When you make a call, or send a text (or even access a URL) your phone broadcasts radio waves that are picked up by the nearest tower. The tower then throws your call to a switching center. Your call – or message – is then analyzed. What type of request is it? Who is it coming from? Where should it go to? How much should you be charged? All of this is determined by the machines that lie deep in facilities like these.
Here, in the case of Hutch, is a room kept at a very cold temperature. Copper strips crisscross the walls and ceiling; this place, like many others here, is a giant Faraday cage, keeping most electromagnetic radiation away from rows of tall, silent towers that sit here in the darkness.
Galle TRAU-31 , reads a huge box with a ZTE logo; TC-Kandy 22, reads another.
Unfortunately, no photography is allowed here, so words will have to suffice. We duck in among cables, led by Janitha Mendis, the engineer burdened with helping us understand how this all works.. To one side sit squat gray ZTE cabinets, their electronics inert: decommissioned leftovers from the 2G era. To the other side stand looming black Huawei systems, humming with activity: the newer systems, bought when the network switched 3G.
Here are the IP clocks, which synchronize time across all devices on the network: here is the universal media gateway, which detects when you’re trying to reach a number on another network and transfers your call accordingly. A five-foot tall fire extinguisher sits in the darkness, looking almost comically out of place among the rows of electronica.
When a call or an SMS comes in, explains Janitha, many processes kick into action. Firstly, there’s the rather technical tasks of wireless transmission and the collecting and input of all the signals thrown out into the Hutch network.
Then the request is routed through a smaller set of servers in a smaller room. These examine the account behind the order and see if it has the necessary balance for the transmission start. It then makes its way here, where the big machines hum ceaselessly. They figure out what has to be done, which data has to be sent where, what numbers have to be pushed to make things happen. This room is essentially a giant junction, with connections to every part of the network. Galle, Matara or Kandy is just a few bytes away.
In the next room are racks upon racks of terribly fragile-looking silver nodes. Each row is connected to a miniscule circuit, and fiber optic cables lead in and out all of them. This is the connection to Anuradhapura right here.
These systems grow, of course. As more subscribers are added, upgrades happen. In the case of the billing servers out front, more and more hardware is piled in on an as-you-need basis – in fact, as we walked in, a group of technicians were installing yet another machine.

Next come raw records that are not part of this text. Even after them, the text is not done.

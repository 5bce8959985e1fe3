//! Thread-safe metering for the processing chain.
//!
//! Atomic float storage (bit-cast through `AtomicU32`) so the audio thread can
//! publish telemetry and a UI or tool thread can poll it without locks. The
//! clip indicator is sticky: it stays set across blocks until a reader clears
//! it, so a single overshoot cannot slip between polls.

use std::sync::atomic::{AtomicBool, AtomicU32, Ordering};

/// Gain-reduction LED ladder thresholds, in dB of reduction.
pub const GR_LED_THRESHOLDS_DB: [f32; 8] = [-1.0, -2.0, -3.0, -4.0, -6.0, -8.0, -10.0, -12.0];

/// Number of LEDs lit for a given gain reduction. 0 dB lights nothing,
/// -1 dB lights one, -12 dB or more lights the full ladder of 8.
pub fn gr_to_leds(gain_reduction_db: f32) -> usize {
    let mut lit = 0;
    for (i, &threshold) in GR_LED_THRESHOLDS_DB.iter().enumerate() {
        if gain_reduction_db <= threshold {
            lit = i + 1;
        }
    }
    lit
}

#[derive(Default)]
pub struct Meters {
    input_peak: AtomicU32,
    output_peak: AtomicU32,
    gain_reduction_db: AtomicU32,
    width_now: AtomicU32,
    transient_activity: AtomicU32,
    clip: AtomicBool,
}

impl Meters {
    pub fn new() -> Self {
        Self::default()
    }

    pub fn set_input_peak(&self, val: f32) {
        self.input_peak.store(val.to_bits(), Ordering::Relaxed);
    }

    pub fn set_output_peak(&self, val: f32) {
        self.output_peak.store(val.to_bits(), Ordering::Relaxed);
    }

    pub fn set_gain_reduction_db(&self, val: f32) {
        self.gain_reduction_db
            .store(val.to_bits(), Ordering::Relaxed);
    }

    pub fn set_width_now(&self, val: f32) {
        self.width_now.store(val.to_bits(), Ordering::Relaxed);
    }

    pub fn set_transient_activity(&self, val: f32) {
        self.transient_activity
            .store(val.to_bits(), Ordering::Relaxed);
    }

    /// Latches the clip indicator; never cleared by the audio thread.
    pub fn flag_clip(&self) {
        self.clip.store(true, Ordering::Relaxed);
    }

    pub fn get_input_peak(&self) -> f32 {
        f32::from_bits(self.input_peak.load(Ordering::Relaxed))
    }

    pub fn get_output_peak(&self) -> f32 {
        f32::from_bits(self.output_peak.load(Ordering::Relaxed))
    }

    pub fn get_gain_reduction_db(&self) -> f32 {
        f32::from_bits(self.gain_reduction_db.load(Ordering::Relaxed))
    }

    pub fn get_width_now(&self) -> f32 {
        f32::from_bits(self.width_now.load(Ordering::Relaxed))
    }

    pub fn get_transient_activity(&self) -> f32 {
        f32::from_bits(self.transient_activity.load(Ordering::Relaxed))
    }

    /// Reads and clears the sticky clip indicator in one step.
    pub fn take_clip(&self) -> bool {
        self.clip.swap(false, Ordering::Relaxed)
    }
}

The result is that you see a huge range of hardware, all the way to the latest of what HP has to offer to machines two, five, even ten years old. New hardware is brought in and the old hardware is decommissioned and kept in there for both safekeeping and redundancy. In fact, there’s even a solitary Pentium Pro tucked in one corner – for sentimental reasons, as Asanga puts it.
In the main room, things are a bit different. Licenses must be bought for the Huawei systems to expand: along with these licenses come new add-ons that bring more power to the network. Anything not used is outright shut down: they take up a lot of power.
In fact, powering these things is no joke. When we were shown into another Farady-caged room housing UPS units that came up to our waist, we were skeptical. But then we were led downstairs, to where things get a lot closer to the ground.
Here, surrounded by the smell of ozone, were two generators – one to back up the other. It’s rare for CEB grid to lose power here, but should that happen, the main generator can cut in within a minute, restoring power to the one line that snakes off to the server rooms.
To power the complex takes a staggering effort: the generator sucks in some 70 liters of fuel per hour, pumping out the 300-odd kilowatts required to keep the complex operational at peak capacity.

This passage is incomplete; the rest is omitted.